Stored data
Segment Open

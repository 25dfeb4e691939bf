#![forbid(unsafe_code)]

//! Host-driven timer and animation-frame scheduler.
//!
//! The scheduler stores typed tasks instead of closures. The host owns the
//! clock: it calls [`Scheduler::pop_due`] with the current page time to drain
//! expired timers, and [`Scheduler::take_frame_tasks`] once per rendered frame.
//!
//! # Invariants
//!
//! 1. Timers fire in `(deadline, scheduling order)` order.
//! 2. Nothing fires inside `schedule_after`; a zero delay fires on the next
//!    `pop_due`.
//! 3. A cancelled timer never fires; cancelling twice (or after firing)
//!    returns `false`.
//! 4. Frame tasks requested while a frame is being processed run on the next
//!    frame, never the current one.
//! 5. `clear()` drops every pending timer and frame task.

use std::cmp::Ordering;
use std::collections::BinaryHeap;
use std::time::Duration;

use ahash::AHashSet;

/// Handle of a scheduled timer.
#[derive(Clone, Copy, Debug, PartialEq, Eq, Hash, PartialOrd, Ord)]
pub struct TimerId(u64);

/// Handle of a requested animation frame callback.
#[derive(Clone, Copy, Debug, PartialEq, Eq, Hash, PartialOrd, Ord)]
pub struct FrameId(u64);

/// A timer that reached its deadline.
#[derive(Clone, Debug, PartialEq)]
pub struct Due<T> {
    pub id: TimerId,
    pub deadline: Duration,
    pub task: T,
}

struct TimerEntry<T> {
    deadline: Duration,
    seq: u64,
    id: TimerId,
    task: T,
}

impl<T> PartialEq for TimerEntry<T> {
    fn eq(&self, other: &Self) -> bool {
        self.deadline == other.deadline && self.seq == other.seq
    }
}

impl<T> Eq for TimerEntry<T> {}

impl<T> PartialOrd for TimerEntry<T> {
    fn partial_cmp(&self, other: &Self) -> Option<Ordering> {
        Some(self.cmp(other))
    }
}

impl<T> Ord for TimerEntry<T> {
    // Reversed so the max-heap pops the earliest deadline first.
    fn cmp(&self, other: &Self) -> Ordering {
        other
            .deadline
            .cmp(&self.deadline)
            .then_with(|| other.seq.cmp(&self.seq))
    }
}

/// Timer queue plus per-frame task list.
pub struct Scheduler<T> {
    timers: BinaryHeap<TimerEntry<T>>,
    live: AHashSet<TimerId>,
    frames: Vec<(FrameId, T)>,
    next_seq: u64,
    next_frame: u64,
}

impl<T> std::fmt::Debug for Scheduler<T> {
    fn fmt(&self, f: &mut std::fmt::Formatter<'_>) -> std::fmt::Result {
        f.debug_struct("Scheduler")
            .field("pending_timers", &self.live.len())
            .field("pending_frames", &self.frames.len())
            .field("next_deadline", &self.next_deadline())
            .finish()
    }
}

impl<T> Default for Scheduler<T> {
    fn default() -> Self {
        Self::new()
    }
}

impl<T> Scheduler<T> {
    #[must_use]
    pub fn new() -> Self {
        Self {
            timers: BinaryHeap::new(),
            live: AHashSet::new(),
            frames: Vec::new(),
            next_seq: 0,
            next_frame: 0,
        }
    }

    // ── Timers ───────────────────────────────────────────────────────

    /// Run `task` once, `delay` after `now`.
    pub fn schedule_after(&mut self, now: Duration, delay: Duration, task: T) -> TimerId {
        let seq = self.next_seq;
        self.next_seq += 1;
        let id = TimerId(seq);
        self.timers.push(TimerEntry {
            deadline: now.saturating_add(delay),
            seq,
            id,
            task,
        });
        self.live.insert(id);
        id
    }

    /// Cancel a pending timer. Returns `true` if it was still pending.
    pub fn cancel(&mut self, id: TimerId) -> bool {
        self.live.remove(&id)
    }

    #[must_use]
    pub fn is_pending(&self, id: TimerId) -> bool {
        self.live.contains(&id)
    }

    /// Number of timers that will still fire.
    #[must_use]
    pub fn pending_timers(&self) -> usize {
        self.live.len()
    }

    /// Earliest deadline among live timers.
    #[must_use]
    pub fn next_deadline(&self) -> Option<Duration> {
        // Cancelled entries stay in the heap until popped; scan past them.
        self.timers
            .iter()
            .filter(|e| self.live.contains(&e.id))
            .map(|e| e.deadline)
            .min()
    }

    /// Pop the earliest timer whose deadline is at or before `now`.
    pub fn pop_due(&mut self, now: Duration) -> Option<Due<T>> {
        loop {
            let head = self.timers.peek()?;
            if !self.live.contains(&head.id) {
                self.timers.pop();
                continue;
            }
            if head.deadline > now {
                return None;
            }
            let entry = self.timers.pop()?;
            self.live.remove(&entry.id);
            return Some(Due {
                id: entry.id,
                deadline: entry.deadline,
                task: entry.task,
            });
        }
    }

    // ── Animation frames ─────────────────────────────────────────────

    /// Run `task` on the next animation frame.
    pub fn request_frame(&mut self, task: T) -> FrameId {
        let id = FrameId(self.next_frame);
        self.next_frame += 1;
        self.frames.push((id, task));
        id
    }

    /// Whether any frame task is waiting.
    #[must_use]
    pub fn wants_frame(&self) -> bool {
        !self.frames.is_empty()
    }

    /// Take the tasks for the frame being rendered now.
    pub fn take_frame_tasks(&mut self) -> Vec<T> {
        std::mem::take(&mut self.frames)
            .into_iter()
            .map(|(_, task)| task)
            .collect()
    }

    // ── Teardown ─────────────────────────────────────────────────────

    /// Drop every pending timer and frame task.
    pub fn clear(&mut self) {
        self.timers.clear();
        self.live.clear();
        self.frames.clear();
    }
}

Segment Closed

[AIM OF THE TASK]: Retype every entry word for word.

[EXERCISE RESPONSE]:
repository 25dfeb4e691939bf
#![forbid(unsafe_code)]

//! Host-driven timer and animation-frame scheduler.
//!
//! The scheduler stores typed tasks instead of closures. The host owns the
//! clock: it calls [`Scheduler::pop_due`] with the current page time to drain
//! expired timers, and [`Scheduler::take_frame_tasks`] once per rendered frame.
//!
//! # Invariants
//!
//! 1. Timers fire in `(deadline, scheduling order)` order.
//! 2. Nothing fires inside `schedule_after`; a zero delay fires on the next
//!    `pop_due`.
//! 3. A cancelled timer never fires; cancelling twice (or after firing)
//!    returns `false`.
//! 4. Frame tasks requested while a frame is being processed run on the next
//!    frame, never the current one.
//! 5. `clear()` drops every pending timer and frame task.

use std::cmp::Ordering;
use std::collections::BinaryHeap;
use std::time::Duration;

use ahash::AHashSet;

/// Handle of a scheduled timer.
#[derive(Clone, Copy, Debug, PartialEq, Eq, Hash, PartialOrd, Ord)]
pub struct TimerId(u64);

/// Handle of a requested animation frame callback.
#[derive(Clone, Copy, Debug, PartialEq, Eq, Hash, PartialOrd, Ord)]
pub struct FrameId(u64);

/// A timer that reached its deadline.
#[derive(Clone, Debug, PartialEq)]
pub struct Due<T> {
    pub id: TimerId,
    pub deadline: Duration,
    pub task: T,
}

struct TimerEntry<T> {
    deadline: Duration,
    seq: u64,
    id: TimerId,
    task: T,
}

impl<T> PartialEq for TimerEntry<T> {
    fn eq(&self, other: &Self) -> bool {
        self.deadline == other.deadline && self.seq == other.seq
    }
}

impl<T> Eq for TimerEntry<T> {}

impl<T> PartialOrd for TimerEntry<T> {
    fn partial_cmp(&self, other: &Self) -> Option<Ordering> {
        Some(self.cmp(other))
    }
}

impl<T> Ord for TimerEntry<T> {
    // Reversed so the max-heap pops the earliest deadline first.
    fn cmp(&self, other: &Self) -> Ordering {
        other
            .deadline
            .cmp(&self.deadline)
            .then_with(|| other.seq.cmp(&self.seq))
    }
}

/// Timer queue plus per-frame task list.
pub struct Scheduler<T> {
    timers: BinaryHeap<TimerEntry<T>>,
    live: AHashSet<TimerId>,
    frames: Vec<(FrameId, T)>,
    next_seq: u64,
    next_frame: u64,
}

impl<T> std::fmt::Debug for Scheduler<T> {
    fn fmt(&self, f: &mut std::fmt::Formatter<'_>) -> std::fmt::Result {
        f.debug_struct("Scheduler")
            .field("pending_timers", &self.live.len())
            .field("pending_frames", &self.frames.len())
            .field("next_deadline", &self.next_deadline())
            .finish()
    }
}

impl<T> Default for Scheduler<T> {
    fn default() -> Self {
        Self::new()
    }
}

impl<T> Scheduler<T> {
    #[must_use]
    pub fn new() -> Self {
        Self {
            timers: BinaryHeap::new(),
            live: AHashSet::new(),
            frames: Vec::new(),
            next_seq: 0,
            next_frame: 0,
        }
    }

    // ── Timers ───────────────────────────────────────────────────────

    /// Run `task` once, `delay` after `now`.
    pub fn schedule_after(&mut self, now: Duration, delay: Duration, task: T) -> TimerId {
        let seq = self.next_seq;
        self.next_seq += 1;
        let id = TimerId(seq);
        self.timers.push(TimerEntry {
            deadline: now.saturating_add(delay),
            seq,
            id,
            task,
        });
        self.live.insert(id);
        id
    }

    /// Cancel a pending timer. Returns `true` if it was still pending.
    pub fn cancel(&mut self, id: TimerId) -> bool {
        self.live.remove(&id)
    }

    #[must_use]
    pub fn is_pending(&self, id: TimerId) -> bool {
        self.live.contains(&id)
    }

    /// Number of timers that will still fire.
    #[must_use]
    pub fn pending_timers(&self) -> usize {
        self.live.len()
    }

    /// Earliest deadline among live timers.
    #[must_use]
    pub fn next_deadline(&self) -> Option<Duration> {
        // Cancelled entries stay in the heap until popped; scan past them.
        self.timers
            .iter()
            .filter(|e| self.live.contains(&e.id))
            .map(|e| e.deadline)
            .min()
    }

    /// Pop the earliest timer whose deadline is at or before `now`.
    pub fn pop_due(&mut self, now: Duration) -> Option<Due<T>> {
        loop {
            let head = self.timers.peek()?;
            if !self.live.contains(&head.id) {
                self.timers.pop();
                continue;
            }
            if head.deadline > now {
                return None;
            }
            let entry = self.timers.pop()?;
            self.live.remove(&entry.id);
            return Some(Due {
                id: entry.id,
                deadline: entry.deadline,
                task: entry.task,
            });
        }
    }

    // ── Animation frames ─────────────────────────────────────────────

    /// Run `task` on the next animation frame.
    pub fn request_frame(&mut self, task: T) -> FrameId {
        let id = FrameId(self.next_frame);
        self.next_frame += 1;
        self.frames.push((id, task));
        id
    }

    /// Whether any frame task is waiting.
    #[must_use]
    pub fn wants_frame(&self) -> bool {
        !self.frames.is_empty()
    }

    /// Take the tasks for the frame being rendered now.
    pub fn take_frame_tasks(&mut self) -> Vec<T> {
        std::mem::take(&mut self.frames)
            .into_iter()
            .map(|(_, task)| task)
            .collect()
    }

    // ── Teardown ─────────────────────────────────────────────────────

    /// Drop every pending timer and frame task.
    pub fn clear(&mut self) {
        self.timers.clear();
        self.live.clear();
        self.frames.clear();
    }
}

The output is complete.